For $f(x,y)=(xy)^{\frac{2}{3}}$, continuing with where you left off: $$ \lim_{(x,y) \to (0,0)} \frac{f(x,y) - 0}{\sqrt{x^2+y^2}} = \lim_{(x,y) \to (0,0)} \frac{((xy)^2)^{\frac{1}{3}}}{\sqrt{x^2+y^2}} \le \lim_{(x,y) \to (0,0)} \frac{((x^2+y^2)^2)^{\frac{1}{3}}}{(x^2+y^2)^{\frac{1}{2}}} = \lim_{(x,y) \to (0,0)} (x^2+y^2)^\frac{1}{6} $$ where we used the inequality $xy \le x^2 + y^2$. The last expression approaches $0$ no matter how $(x,y)$ approaches $(0,0)$ (in polar coordinates $r^{\frac{1}{3}} \to 0$ as $r \to 0$), so we conclude $f$ is indeed differentiable at $(0,0)$ by definition (no matter how crazy and unconvincing the graph looks).

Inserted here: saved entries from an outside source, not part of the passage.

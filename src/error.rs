//! Crate-wide error type.

use thiserror::Error;

/// Errors produced by the library. Stage workers report these on the shared
/// error channel; everything else propagates them with `?`.
#[derive(Error, Debug)]
pub enum FuzzmillError {
    #[error(transparent)]
    Io(#[from] std::io::Error),

    #[error("serialization error: {0}")]
    Json(#[from] serde_json::Error),

    /// A semantic problem with the loaded configuration. Fatal at startup.
    #[error("configuration error: {0}")]
    Config(String),

    #[error("session error: {0}")]
    Session(String),

    #[error("argument generator error: {0}")]
    ArgGen(String),

    #[error("mutator error: {0}")]
    Mutator(String),

    #[error("monitor error: {0}")]
    Monitor(String),

    #[error("result processor error: {0}")]
    ResultProc(String),
}

pub type FuzzmillResult<T> = Result<T, FuzzmillError>;
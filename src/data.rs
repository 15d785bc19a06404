//! Messages that flow through the fuzzing pipeline.

use std::collections::BTreeMap;
use std::path::PathBuf;

/// One generated test, passed along the pipeline from the mutator, through a
/// monitor, through the result processor, and finally out to the manager.
/// Each stage takes ownership from its input queue and fills in the fields it
/// is responsible for before sending the case downstream.
#[derive(Debug, Clone, Default)]
pub struct TestCase {
    /// Paths to the seed files this case was generated from. Filled in by
    /// the mutator. Empty for the end-of-stream sentinel.
    pub seed_file_paths: Vec<PathBuf>,
    /// Path to the fuzz file to execute. Filled in by the mutator.
    pub fuzz_file_path: PathBuf,
    /// Cumulative number of tests generated from each seed in
    /// `seed_file_paths`, including this one. Filled in by the mutator.
    pub seed_fuzz_counts: BTreeMap<PathBuf, u64>,
    /// Cumulative number of tests generated across all seeds, including this
    /// one. Filled in by the mutator.
    pub total_fuzz_count: u64,

    /// Path of the interpreter the case was executed with. Filled in by the
    /// monitor.
    pub application_path: PathBuf,
    /// Extra `KEY=VALUE` environment entries injected into the interpreter.
    /// Filled in by the monitor.
    pub application_env: Vec<String>,
    /// Whether the monitor killed the interpreter for exceeding its time
    /// budget.
    pub test_timed_out: bool,
    /// Whole seconds the execution took. Valid only when `test_timed_out` is
    /// false.
    pub exe_seconds: u64,
    /// Exit code of the interpreter. Valid only when `test_timed_out` is
    /// false; signal terminations are reported as `128 + signal`.
    pub exit_code: i32,
    /// First lines written to stdout, attached when the exit code is
    /// non-zero.
    pub run_stdout: Vec<String>,
    /// First lines written to stderr, attached when the exit code is
    /// non-zero.
    pub run_stderr: Vec<String>,

    /// Whether the result processor considered this case to trigger a bug.
    pub bug_found: bool,
    /// Directory the artifacts were preserved under. Set only when
    /// `bug_found` is true.
    pub preservation_dir: PathBuf,
}

impl TestCase {
    /// The end-of-stream marker. Every stage forwards it downstream and then
    /// exits.
    pub fn sentinel() -> Self {
        Self::default()
    }

    pub fn is_sentinel(&self) -> bool {
        self.seed_file_paths.is_empty()
    }
}

/// A request from the manager to the mutator for one batch of fuzz files.
#[derive(Debug, Clone, Default)]
pub struct MutateRequest {
    /// Seed files to mutate. Empty for the shutdown sentinel.
    pub source_files: Vec<PathBuf>,
    /// Number of fuzz files to generate.
    pub count: u64,
}

impl MutateRequest {
    pub fn new(source_files: Vec<PathBuf>, count: u64) -> Self {
        Self {
            source_files,
            count,
        }
    }

    pub fn is_sentinel(&self) -> bool {
        self.source_files.is_empty()
    }
}
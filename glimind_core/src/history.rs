//! Reading history with a rolling day window.
//!
//! Advisories are never stored: viewing history re-runs the classifier
//! against each reading's stored value, time and meal tag.

use crate::classifier::Advisor;
use crate::types::{AlertResult, MeasuredAt, Reading};
use crate::{Error, Result};
use chrono::Duration;
use std::path::Path;
use std::str::FromStr;

/// Reporting period
#[derive(Clone, Copy, Debug, PartialEq, Eq, Default)]
pub enum Period {
    Day,
    #[default]
    Week,
    Month,
}

impl Period {
    pub fn days(&self) -> i64 {
        match self {
            Period::Day => 1,
            Period::Week => 7,
            Period::Month => 30,
        }
    }
}

impl FromStr for Period {
    type Err = Error;

    fn from_str(s: &str) -> Result<Self> {
        match s.trim().to_lowercase().as_str() {
            "24h" => Ok(Period::Day),
            "7d" => Ok(Period::Week),
            "30d" => Ok(Period::Month),
            other => Err(Error::Other(format!(
                "Unknown period '{}' (expected 24h, 7d or 30d)",
                other
            ))),
        }
    }
}

/// A reading with its freshly computed advisory
#[derive(Clone, Debug)]
pub struct HistoryEntry {
    pub reading: Reading,
    pub advisory: AlertResult,
}

/// Load readings measured within the last `days` days of `now`
///
/// Returns readings sorted by measured_at (newest first).
pub fn load_recent_readings(path: &Path, now: MeasuredAt, days: i64) -> Result<Vec<Reading>> {
    let cutoff = now - Duration::days(days);

    let mut readings: Vec<Reading> = crate::wal::read_readings(path)?
        .into_iter()
        .filter(|r| r.measured_at >= cutoff)
        .collect();

    readings.sort_by(|a, b| b.measured_at.cmp(&a.measured_at));

    tracing::info!(
        "Loaded {} readings from last {} days",
        readings.len(),
        days
    );

    Ok(readings)
}

/// Most recently measured reading
pub fn latest_reading(readings: &[Reading]) -> Option<&Reading> {
    readings.iter().max_by_key(|r| r.measured_at)
}

/// Attach a recomputed advisory to each reading
pub fn with_advisories(readings: Vec<Reading>, advisor: &Advisor) -> Vec<HistoryEntry> {
    readings
        .into_iter()
        .map(|reading| {
            let advisory = advisor.classify(&reading.measurement());
            HistoryEntry { reading, advisory }
        })
        .collect()
}
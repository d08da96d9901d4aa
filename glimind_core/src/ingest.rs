//! Reading ingestion.
//!
//! Turns raw form input into a [`Reading`] in two steps:
//! 1. [`prepare`] validates the value and timestamp and runs the classifier
//!    as an advisory step. Nothing is saved.
//! 2. [`PreparedReading::confirm`] applies the user's decision about insulin.
//!    A suggested unit count is only ever a pre-fill; the user confirms or
//!    edits it.

use crate::classifier::{parse_measured_at, Advisor};
use crate::config::ValidationConfig;
use crate::labels::{MealType, CUSTOM_FOOD_CATEGORY};
use crate::types::{AlertResult, FoodItem, MeasuredAt, Measurement, Reading};
use crate::{Error, Result};
use chrono::Utc;
use std::str::FromStr;
use uuid::Uuid;

/// A food picked in the form
#[derive(Clone, Debug, PartialEq, Eq)]
pub enum FoodSelection {
    /// Item from the food catalog, carrying its catalog metadata
    Catalog {
        name: String,
        category: String,
        high_glycemic: bool,
    },
    /// Free-text item typed by the user
    Custom(String),
}

impl FoodSelection {
    /// Convert to a stored item; blank names yield `None`
    fn into_item(self) -> Option<FoodItem> {
        match self {
            FoodSelection::Catalog {
                name,
                category,
                high_glycemic,
            } => Some(FoodItem {
                name,
                is_custom: false,
                high_glycemic,
                category,
            }),
            FoodSelection::Custom(name) => {
                let name = name.trim();
                if name.is_empty() {
                    return None;
                }
                Some(FoodItem {
                    name: name.to_string(),
                    is_custom: true,
                    high_glycemic: false,
                    category: CUSTOM_FOOD_CATEGORY.to_string(),
                })
            }
        }
    }
}

/// Parses `custom:NAME` or `NAME@CATEGORY`, with a trailing `!` marking a
/// high-glycemic catalog item.
impl FromStr for FoodSelection {
    type Err = Error;

    fn from_str(s: &str) -> Result<Self> {
        if let Some(name) = s.strip_prefix("custom:") {
            return Ok(FoodSelection::Custom(name.to_string()));
        }

        let (name, category) = s.split_once('@').ok_or_else(|| {
            Error::Ingestion(format!(
                "Food '{}' must be NAME@CATEGORY or custom:NAME",
                s
            ))
        })?;

        let (category, high_glycemic) = match category.strip_suffix('!') {
            Some(category) => (category, true),
            None => (category, false),
        };

        let name = name.trim();
        let category = category.trim();
        if name.is_empty() || category.is_empty() {
            return Err(Error::Ingestion(format!(
                "Food '{}' has an empty name or category",
                s
            )));
        }

        Ok(FoodSelection::Catalog {
            name: name.to_string(),
            category: category.to_string(),
            high_glycemic,
        })
    }
}

/// Raw form input for a new reading
#[derive(Clone, Debug)]
pub struct ReadingDraft {
    pub glucose: String,
    pub measured_at: String,
    pub meal_type: MealType,
    pub foods: Vec<FoodSelection>,
    pub notes: Option<String>,
}

/// User's decision about insulin for a prepared reading
#[derive(Clone, Copy, Debug, Default, PartialEq, Eq)]
pub struct Confirmation {
    pub insulin_applied: bool,
    /// Units entered by the user; overrides the suggestion
    pub units: Option<u32>,
}

impl Confirmation {
    pub fn not_applied() -> Self {
        Self::default()
    }

    /// Applied with whatever the advisory suggested
    pub fn accept_suggestion() -> Self {
        Self {
            insulin_applied: true,
            units: None,
        }
    }

    pub fn applied(units: u32) -> Self {
        Self {
            insulin_applied: true,
            units: Some(units),
        }
    }
}

/// A validated draft plus its advisory, awaiting confirmation
#[derive(Clone, Debug)]
pub struct PreparedReading {
    pub glucose_mg_dl: i32,
    pub measured_at: MeasuredAt,
    pub meal_type: MealType,
    pub food_items: Vec<FoodItem>,
    pub notes: Option<String>,
    pub advisory: AlertResult,
}

impl PreparedReading {
    /// Units to pre-fill in the insulin field
    pub fn suggested_units(&self) -> Option<u32> {
        self.advisory.insulin_units
    }

    /// Whether any selected food is high glycemic
    pub fn has_high_glycemic_food(&self) -> bool {
        self.food_items.iter().any(|f| f.high_glycemic)
    }

    /// Build the reading to persist from the user's confirmation
    ///
    /// A confirmation that resolves to zero units is stored as not applied.
    pub fn confirm(self, confirmation: Confirmation) -> Result<Reading> {
        let insulin_units = if confirmation.insulin_applied {
            let units = confirmation
                .units
                .or(self.advisory.insulin_units)
                .ok_or_else(|| {
                    Error::Ingestion(
                        "Insulin marked as applied but no unit count was given".into(),
                    )
                })?;
            Some(units).filter(|&u| u > 0)
        } else {
            None
        };
        let insulin_applied = insulin_units.is_some();

        if insulin_applied
            && confirmation.units.is_some()
            && confirmation.units != self.advisory.insulin_units
        {
            tracing::info!(
                suggested = ?self.advisory.insulin_units,
                entered = ?confirmation.units,
                "User changed suggested insulin units"
            );
        }

        Ok(Reading {
            id: Uuid::new_v4(),
            glucose_mg_dl: self.glucose_mg_dl,
            measured_at: self.measured_at,
            meal_type: self.meal_type,
            insulin_applied,
            insulin_units,
            notes: self.notes,
            food_items: self.food_items,
            recorded_at: Utc::now(),
        })
    }
}

/// Parse a user-entered glucose value
///
/// Accepts only whole numbers between 0 and the configured ceiling.
pub fn parse_glucose(input: &str, limits: &ValidationConfig) -> Result<i32> {
    let trimmed = input.trim();
    let value: i32 = trimmed
        .parse()
        .map_err(|_| Error::InvalidGlucose(format!("'{}' is not a whole number", input)))?;

    if value < 0 {
        return Err(Error::InvalidGlucose(format!("{} mg/dL is negative", value)));
    }
    if value > limits.max_glucose_mg_dl {
        return Err(Error::InvalidGlucose(format!(
            "{} mg/dL is above the plausible maximum of {}",
            value, limits.max_glucose_mg_dl
        )));
    }
    Ok(value)
}

/// Validate a draft and compute its advisory
pub fn prepare(
    draft: ReadingDraft,
    advisor: &Advisor,
    limits: &ValidationConfig,
) -> Result<PreparedReading> {
    let glucose_mg_dl = parse_glucose(&draft.glucose, limits)?;
    let measured_at = parse_measured_at(&draft.measured_at)?;

    let measurement =
        Measurement::new(glucose_mg_dl, measured_at).with_meal_type(draft.meal_type);
    let advisory = advisor.classify(&measurement);

    let food_items: Vec<FoodItem> = draft
        .foods
        .into_iter()
        .filter_map(FoodSelection::into_item)
        .collect();

    let notes = draft
        .notes
        .map(|n| n.trim().to_string())
        .filter(|n| !n.is_empty());

    tracing::debug!(
        glucose = glucose_mg_dl,
        foods = food_items.len(),
        suggested = ?advisory.insulin_units,
        "Prepared reading"
    );

    Ok(PreparedReading {
        glucose_mg_dl,
        measured_at,
        meal_type: draft.meal_type,
        food_items,
        notes,
        advisory,
    })
}
//! Glucose classifier.
//!
//! Maps a measurement to an [`AlertResult`]: band and severity from the
//! dosage table, units from the table and the midday flag, text from the
//! selected wording. Pure and deterministic; safe to call from any thread.

use crate::policy::{self, DosageTable};
use crate::types::{AlertResult, Band, MeasuredAt, Measurement, TimingPolicy, Wording};
use crate::{Error, Result};
use chrono::{NaiveDateTime, Timelike};

/// Format produced by a `datetime-local` form control
pub const MEASURED_AT_FORMAT: &str = "%Y-%m-%dT%H:%M";
const MEASURED_AT_FORMAT_SECONDS: &str = "%Y-%m-%dT%H:%M:%S";

const GENERIC_INSULIN_ADVICE: &str = "Aplique insulina conforme orientação médica.";
const HYPO_ADVICE: &str = "Ingerir imediatamente um carboidrato de rápida absorção \
(como suco, mel ou balas). Reavaliar em 15 minutos.";

/// Classifier configured with a timing source and wording
#[derive(Clone, Copy, Debug, Default, PartialEq, Eq)]
pub struct Advisor {
    pub timing: TimingPolicy,
    pub wording: Wording,
}

impl Advisor {
    pub fn new(timing: TimingPolicy, wording: Wording) -> Self {
        Self { timing, wording }
    }

    /// Whether the measurement counts as a lunch-time measurement
    pub fn is_midday(&self, measurement: &Measurement) -> bool {
        match self.timing {
            TimingPolicy::Clock => policy::is_midday_hour(measurement.measured_at.hour()),
            TimingPolicy::MealTag => measurement.meal_type.is_some_and(|m| m.is_lunch()),
        }
    }

    /// Classify a measurement. Total over all integers.
    pub fn classify(&self, measurement: &Measurement) -> AlertResult {
        let table = DosageTable::standard();
        let band = table.band_for(measurement.glucose_mg_dl);
        let midday = self.is_midday(measurement);
        let insulin_units = table.units_for(band.index(), midday);

        tracing::debug!(
            glucose = measurement.glucose_mg_dl,
            ?band,
            midday,
            "Classified glucose measurement"
        );

        AlertResult {
            band,
            severity: policy::severity_for(band),
            message: headline(band).to_string(),
            recommendation: Some(self.recommendation(band, midday, insulin_units)),
            insulin_units,
        }
    }

    fn recommendation(&self, band: Band, midday: bool, units: Option<u32>) -> String {
        if band == Band::Hypoglycemia {
            return HYPO_ADVICE.to_string();
        }

        match self.wording {
            Wording::Generic => GENERIC_INSULIN_ADVICE.to_string(),
            Wording::Dosed => dosed_recommendation(band, midday, units.unwrap_or(0)),
        }
    }
}

fn headline(band: Band) -> &'static str {
    match band {
        Band::Hypoglycemia => "Glicemia muito baixa!",
        Band::Normal => "Glicemia dentro do esperado",
        Band::Elevated => "Glicemia alta",
        Band::SevereHyperglycemia => "Glicemia muito alta!",
    }
}

fn units_phrase(units: u32) -> String {
    if units == 1 {
        "1 unidade".to_string()
    } else {
        format!("{} unidades", units)
    }
}

fn dosed_recommendation(band: Band, midday: bool, units: u32) -> String {
    match band {
        Band::Normal if units == 0 => "Não é necessário aplicar insulina.".to_string(),
        Band::Normal => format!("Aplique {} de insulina para a refeição.", units_phrase(units)),
        Band::SevereHyperglycemia if midday => format!(
            "Aplique {} de insulina rápida e monitore após a refeição.",
            units_phrase(units)
        ),
        Band::SevereHyperglycemia => format!(
            "Aplique {} de insulina rápida e monitore após 2 horas.",
            units_phrase(units)
        ),
        _ => format!("Aplique {} de insulina rápida.", units_phrase(units)),
    }
}

/// Parse a local `YYYY-MM-DDTHH:mm` timestamp (seconds tolerated)
pub fn parse_measured_at(input: &str) -> Result<MeasuredAt> {
    let trimmed = input.trim();
    NaiveDateTime::parse_from_str(trimmed, MEASURED_AT_FORMAT)
        .or_else(|_| NaiveDateTime::parse_from_str(trimmed, MEASURED_AT_FORMAT_SECONDS))
        .map_err(|e| Error::InvalidTimestamp(format!("'{}': {}", input, e)))
}

/// Classify with the canonical rules (clock timing, generic wording)
pub fn classify(glucose_mg_dl: i32, measured_at: MeasuredAt) -> AlertResult {
    Advisor::default().classify(&Measurement::new(glucose_mg_dl, measured_at))
}

/// Like [`classify`], but rejects negative readings
pub fn classify_checked(glucose_mg_dl: i32, measured_at: MeasuredAt) -> Result<AlertResult> {
    if glucose_mg_dl < 0 {
        return Err(Error::InvalidGlucose(format!(
            "{} mg/dL is negative",
            glucose_mg_dl
        )));
    }
    Ok(classify(glucose_mg_dl, measured_at))
}

/// Classify from a raw form timestamp
pub fn classify_str(glucose_mg_dl: i32, measured_at: &str) -> Result<AlertResult> {
    Ok(classify(glucose_mg_dl, parse_measured_at(measured_at)?))
}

For $f(x,y)=(xy)^{\frac{1}{3}}$, which also has $z=0$ as the candidate tangent plane, repeat the same procedure: $$ \lim_{(x,y) \to (0,0)} \frac{f(x,y) - 0}{\sqrt{x^2+y^2}} = \lim_{(x,y) \to (0,0)} \frac{(xy)^{\frac{1}{3}}}{\sqrt{x^2+y^2}} $$ here we have a smaller numerator and the same trick doesn't work as we get something like $\lim_{(x,y) \to (0,0)} (x^2+y^2)^{-\frac{1}{6}}$ which blows up as we approach the origin. In fact the limit does not exist: $$ \lim_{(x,0) \to (0,0)} \frac{(xy)^{\frac{1}{3}}}{\sqrt{x^2+y^2}} = 0 $$ however $$ \lim_{(x,x) \to (0^+,0^+)} \frac{(xy)^{\frac{1}{3}}}{\sqrt{x^2+y^2}} = \lim_{(x,x) \to (0^+,0^+)} \frac{1}{\sqrt{2}} x^{-\frac{1}{3}} = \infty \\ \lim_{(x,x) \to (0^-,0^-)} \frac{(xy)^{\frac{1}{3}}}{\sqrt{x^2+y^2}} = \lim_{(x,x) \to (0^-,0^-)} -\frac{1}{\sqrt{2}} x^{-\frac{1}{3}} = -\infty $$ so we conclude $f(x,y)=(xy)^{\frac{1}{3}}$ is not differentiable at $(0,0)$, although its graph doesn't look much crazier than that of $(xy)^{\frac{2}{3}}$ .

The lessons are:

  1. Continuous partials are not necessary (although sufficient) for differentiability;
  2. Graphs can occasionally be counter-intuitive!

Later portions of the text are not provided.